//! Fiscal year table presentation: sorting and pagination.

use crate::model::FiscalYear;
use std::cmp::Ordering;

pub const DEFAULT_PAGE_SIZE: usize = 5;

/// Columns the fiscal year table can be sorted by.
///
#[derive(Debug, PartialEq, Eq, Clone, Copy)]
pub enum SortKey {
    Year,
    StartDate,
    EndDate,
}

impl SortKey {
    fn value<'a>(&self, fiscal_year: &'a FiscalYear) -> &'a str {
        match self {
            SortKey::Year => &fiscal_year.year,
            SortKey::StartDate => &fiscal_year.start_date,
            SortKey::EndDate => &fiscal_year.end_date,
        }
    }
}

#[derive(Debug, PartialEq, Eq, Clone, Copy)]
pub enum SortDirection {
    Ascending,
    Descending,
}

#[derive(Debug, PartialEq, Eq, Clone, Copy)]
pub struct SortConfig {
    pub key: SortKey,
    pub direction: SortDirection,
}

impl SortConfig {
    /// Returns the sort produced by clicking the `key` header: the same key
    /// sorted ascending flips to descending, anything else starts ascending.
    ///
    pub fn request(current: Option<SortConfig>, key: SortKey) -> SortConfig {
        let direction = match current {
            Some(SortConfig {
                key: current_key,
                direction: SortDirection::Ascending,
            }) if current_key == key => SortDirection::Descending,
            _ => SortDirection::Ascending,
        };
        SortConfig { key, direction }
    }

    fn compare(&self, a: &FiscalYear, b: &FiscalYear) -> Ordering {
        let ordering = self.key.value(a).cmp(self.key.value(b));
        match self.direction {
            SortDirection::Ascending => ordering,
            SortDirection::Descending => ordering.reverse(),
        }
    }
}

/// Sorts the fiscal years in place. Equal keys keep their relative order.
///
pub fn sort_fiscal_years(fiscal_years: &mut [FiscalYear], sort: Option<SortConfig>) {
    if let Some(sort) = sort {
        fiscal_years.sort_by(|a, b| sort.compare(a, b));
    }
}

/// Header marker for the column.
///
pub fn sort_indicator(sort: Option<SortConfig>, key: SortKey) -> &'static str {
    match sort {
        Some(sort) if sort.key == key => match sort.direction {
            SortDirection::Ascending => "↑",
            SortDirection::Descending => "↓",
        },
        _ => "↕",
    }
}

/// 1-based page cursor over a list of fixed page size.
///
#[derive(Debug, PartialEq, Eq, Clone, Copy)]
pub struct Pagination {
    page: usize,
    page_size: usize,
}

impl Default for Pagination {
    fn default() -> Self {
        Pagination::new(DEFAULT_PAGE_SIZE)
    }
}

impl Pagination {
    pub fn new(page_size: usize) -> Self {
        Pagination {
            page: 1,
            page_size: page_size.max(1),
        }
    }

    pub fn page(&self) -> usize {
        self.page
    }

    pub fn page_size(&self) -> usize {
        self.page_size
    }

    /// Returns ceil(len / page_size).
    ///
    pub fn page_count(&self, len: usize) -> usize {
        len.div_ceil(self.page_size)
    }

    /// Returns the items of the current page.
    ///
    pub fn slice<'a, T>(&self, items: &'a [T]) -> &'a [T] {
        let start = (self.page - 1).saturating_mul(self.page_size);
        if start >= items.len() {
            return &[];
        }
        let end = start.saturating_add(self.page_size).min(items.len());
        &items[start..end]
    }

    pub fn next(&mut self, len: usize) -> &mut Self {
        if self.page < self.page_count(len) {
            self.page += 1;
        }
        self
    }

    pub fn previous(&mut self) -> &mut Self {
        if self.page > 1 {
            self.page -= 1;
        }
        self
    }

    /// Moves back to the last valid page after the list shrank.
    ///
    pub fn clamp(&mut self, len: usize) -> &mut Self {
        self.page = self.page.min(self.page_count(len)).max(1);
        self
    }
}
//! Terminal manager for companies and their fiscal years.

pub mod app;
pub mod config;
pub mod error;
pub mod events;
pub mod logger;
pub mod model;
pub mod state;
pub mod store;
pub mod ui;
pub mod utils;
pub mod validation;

...

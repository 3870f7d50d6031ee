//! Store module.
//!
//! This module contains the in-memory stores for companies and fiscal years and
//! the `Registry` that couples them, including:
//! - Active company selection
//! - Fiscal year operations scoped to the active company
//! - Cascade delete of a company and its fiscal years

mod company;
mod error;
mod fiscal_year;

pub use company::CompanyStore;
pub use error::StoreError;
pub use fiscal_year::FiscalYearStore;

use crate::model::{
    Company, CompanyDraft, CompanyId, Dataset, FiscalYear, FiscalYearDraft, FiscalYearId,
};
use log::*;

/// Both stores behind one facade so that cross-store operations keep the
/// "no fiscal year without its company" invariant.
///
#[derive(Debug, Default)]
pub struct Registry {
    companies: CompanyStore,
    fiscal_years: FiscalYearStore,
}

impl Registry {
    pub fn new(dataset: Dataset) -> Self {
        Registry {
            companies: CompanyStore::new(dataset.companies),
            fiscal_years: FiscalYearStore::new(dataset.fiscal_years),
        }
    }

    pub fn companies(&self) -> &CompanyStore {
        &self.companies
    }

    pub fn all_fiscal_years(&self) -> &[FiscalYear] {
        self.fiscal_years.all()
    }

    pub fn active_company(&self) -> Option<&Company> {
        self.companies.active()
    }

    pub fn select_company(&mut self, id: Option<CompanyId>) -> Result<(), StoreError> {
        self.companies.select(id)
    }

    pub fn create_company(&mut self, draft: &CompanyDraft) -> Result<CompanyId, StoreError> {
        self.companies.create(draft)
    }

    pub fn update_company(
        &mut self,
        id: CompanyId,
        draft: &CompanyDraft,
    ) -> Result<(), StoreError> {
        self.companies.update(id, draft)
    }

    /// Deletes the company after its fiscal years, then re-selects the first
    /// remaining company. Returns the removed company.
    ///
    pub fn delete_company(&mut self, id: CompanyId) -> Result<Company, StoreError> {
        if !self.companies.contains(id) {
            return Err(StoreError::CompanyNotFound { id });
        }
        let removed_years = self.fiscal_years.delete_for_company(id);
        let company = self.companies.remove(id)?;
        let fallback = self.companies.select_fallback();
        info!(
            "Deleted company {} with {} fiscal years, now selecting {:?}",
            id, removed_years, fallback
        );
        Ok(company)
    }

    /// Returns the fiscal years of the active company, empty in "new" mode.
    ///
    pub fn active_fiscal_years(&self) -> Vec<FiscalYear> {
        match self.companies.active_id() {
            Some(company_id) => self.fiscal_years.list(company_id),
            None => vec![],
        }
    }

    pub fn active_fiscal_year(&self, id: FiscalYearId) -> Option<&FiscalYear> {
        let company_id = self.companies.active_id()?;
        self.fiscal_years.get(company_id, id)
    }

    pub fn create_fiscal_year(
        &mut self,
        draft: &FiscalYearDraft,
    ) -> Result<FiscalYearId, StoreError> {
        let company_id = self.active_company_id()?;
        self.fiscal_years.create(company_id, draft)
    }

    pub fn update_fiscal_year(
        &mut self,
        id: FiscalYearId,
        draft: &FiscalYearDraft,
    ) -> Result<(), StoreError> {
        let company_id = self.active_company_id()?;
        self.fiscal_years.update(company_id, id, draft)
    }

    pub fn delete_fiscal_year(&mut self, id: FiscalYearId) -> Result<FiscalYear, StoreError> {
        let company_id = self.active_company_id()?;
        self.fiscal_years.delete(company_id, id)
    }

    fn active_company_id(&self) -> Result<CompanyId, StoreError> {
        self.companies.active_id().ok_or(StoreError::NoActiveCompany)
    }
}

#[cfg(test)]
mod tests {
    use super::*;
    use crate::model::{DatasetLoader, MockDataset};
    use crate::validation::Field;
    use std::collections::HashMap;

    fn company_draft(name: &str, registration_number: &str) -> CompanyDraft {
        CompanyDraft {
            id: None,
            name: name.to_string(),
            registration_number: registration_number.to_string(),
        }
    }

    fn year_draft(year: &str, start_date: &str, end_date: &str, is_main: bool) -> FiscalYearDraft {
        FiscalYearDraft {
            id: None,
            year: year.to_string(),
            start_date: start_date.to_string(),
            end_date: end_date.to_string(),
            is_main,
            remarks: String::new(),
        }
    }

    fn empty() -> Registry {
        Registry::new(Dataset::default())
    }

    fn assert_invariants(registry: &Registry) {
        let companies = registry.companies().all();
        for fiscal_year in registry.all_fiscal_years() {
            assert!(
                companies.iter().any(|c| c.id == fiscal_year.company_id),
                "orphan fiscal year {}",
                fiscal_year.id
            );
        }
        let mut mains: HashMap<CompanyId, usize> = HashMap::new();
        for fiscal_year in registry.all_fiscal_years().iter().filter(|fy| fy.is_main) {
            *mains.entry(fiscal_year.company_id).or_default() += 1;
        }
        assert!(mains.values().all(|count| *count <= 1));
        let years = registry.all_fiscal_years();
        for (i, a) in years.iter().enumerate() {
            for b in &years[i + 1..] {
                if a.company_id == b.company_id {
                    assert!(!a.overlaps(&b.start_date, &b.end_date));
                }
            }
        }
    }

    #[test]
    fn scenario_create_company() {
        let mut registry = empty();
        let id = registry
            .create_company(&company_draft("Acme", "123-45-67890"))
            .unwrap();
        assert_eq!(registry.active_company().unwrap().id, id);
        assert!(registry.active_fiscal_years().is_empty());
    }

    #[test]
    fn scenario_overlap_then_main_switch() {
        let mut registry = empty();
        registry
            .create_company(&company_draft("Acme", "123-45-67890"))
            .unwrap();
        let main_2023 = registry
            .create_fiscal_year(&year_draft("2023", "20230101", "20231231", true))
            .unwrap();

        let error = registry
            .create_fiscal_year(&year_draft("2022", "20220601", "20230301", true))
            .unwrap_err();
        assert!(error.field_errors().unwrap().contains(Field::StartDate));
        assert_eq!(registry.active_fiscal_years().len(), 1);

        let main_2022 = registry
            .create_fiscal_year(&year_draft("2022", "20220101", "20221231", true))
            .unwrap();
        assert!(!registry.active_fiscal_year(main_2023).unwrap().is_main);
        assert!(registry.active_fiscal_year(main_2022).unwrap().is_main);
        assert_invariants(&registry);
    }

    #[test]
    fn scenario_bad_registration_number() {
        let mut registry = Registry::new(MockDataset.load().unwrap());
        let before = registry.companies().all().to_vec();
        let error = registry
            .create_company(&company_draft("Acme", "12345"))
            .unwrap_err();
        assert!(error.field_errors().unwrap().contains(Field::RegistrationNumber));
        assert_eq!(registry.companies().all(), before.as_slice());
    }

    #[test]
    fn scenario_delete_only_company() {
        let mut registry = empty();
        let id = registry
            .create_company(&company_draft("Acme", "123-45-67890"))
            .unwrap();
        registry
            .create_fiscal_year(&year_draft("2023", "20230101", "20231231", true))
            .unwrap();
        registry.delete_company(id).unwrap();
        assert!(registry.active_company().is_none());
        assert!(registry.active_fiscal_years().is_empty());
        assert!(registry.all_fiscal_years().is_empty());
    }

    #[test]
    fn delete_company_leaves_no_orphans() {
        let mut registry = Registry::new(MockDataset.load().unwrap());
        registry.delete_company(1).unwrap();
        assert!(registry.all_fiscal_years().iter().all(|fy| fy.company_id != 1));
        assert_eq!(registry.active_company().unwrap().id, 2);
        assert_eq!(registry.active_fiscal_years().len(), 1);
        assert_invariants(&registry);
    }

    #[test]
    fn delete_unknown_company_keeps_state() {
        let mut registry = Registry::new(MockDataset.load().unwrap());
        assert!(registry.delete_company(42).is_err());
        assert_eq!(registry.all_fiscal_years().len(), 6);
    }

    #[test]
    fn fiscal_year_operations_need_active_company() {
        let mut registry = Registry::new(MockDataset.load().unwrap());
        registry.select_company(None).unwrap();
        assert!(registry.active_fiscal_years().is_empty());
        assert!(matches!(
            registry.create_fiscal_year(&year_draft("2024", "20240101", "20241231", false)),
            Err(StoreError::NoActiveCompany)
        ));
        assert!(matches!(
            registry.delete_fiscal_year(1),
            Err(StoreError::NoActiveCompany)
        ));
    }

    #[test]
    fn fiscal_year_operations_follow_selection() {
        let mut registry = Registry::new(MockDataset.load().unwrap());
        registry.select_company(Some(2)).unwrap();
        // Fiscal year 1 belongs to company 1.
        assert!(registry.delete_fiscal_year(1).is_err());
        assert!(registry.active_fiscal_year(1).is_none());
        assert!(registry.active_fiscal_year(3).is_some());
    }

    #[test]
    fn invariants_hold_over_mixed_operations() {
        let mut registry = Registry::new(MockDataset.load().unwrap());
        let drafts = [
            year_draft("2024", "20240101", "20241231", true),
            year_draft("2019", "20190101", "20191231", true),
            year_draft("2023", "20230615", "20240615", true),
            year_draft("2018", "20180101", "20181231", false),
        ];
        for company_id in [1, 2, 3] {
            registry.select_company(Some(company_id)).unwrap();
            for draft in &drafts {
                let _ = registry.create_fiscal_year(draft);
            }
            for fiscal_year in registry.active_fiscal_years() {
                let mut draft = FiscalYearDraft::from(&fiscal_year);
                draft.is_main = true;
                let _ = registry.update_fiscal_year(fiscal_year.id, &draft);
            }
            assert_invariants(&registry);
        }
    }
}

▶ [Description of the task] Read the records above. Show each line that has the string "usize".

▶ [Expected output]
pub const DEFAULT_PAGE_SIZE: usize = 5;
    page: usize,
    page_size: usize,
    pub fn new(page_size: usize) -> Self {
    pub fn page(&self) -> usize {
    pub fn page_size(&self) -> usize {
    pub fn page_count(&self, len: usize) -> usize {
    pub fn next(&mut self, len: usize) -> &mut Self {
    pub fn clamp(&mut self, len: usize) -> &mut Self {
        let mut mains: HashMap<CompanyId, usize> = HashMap::new();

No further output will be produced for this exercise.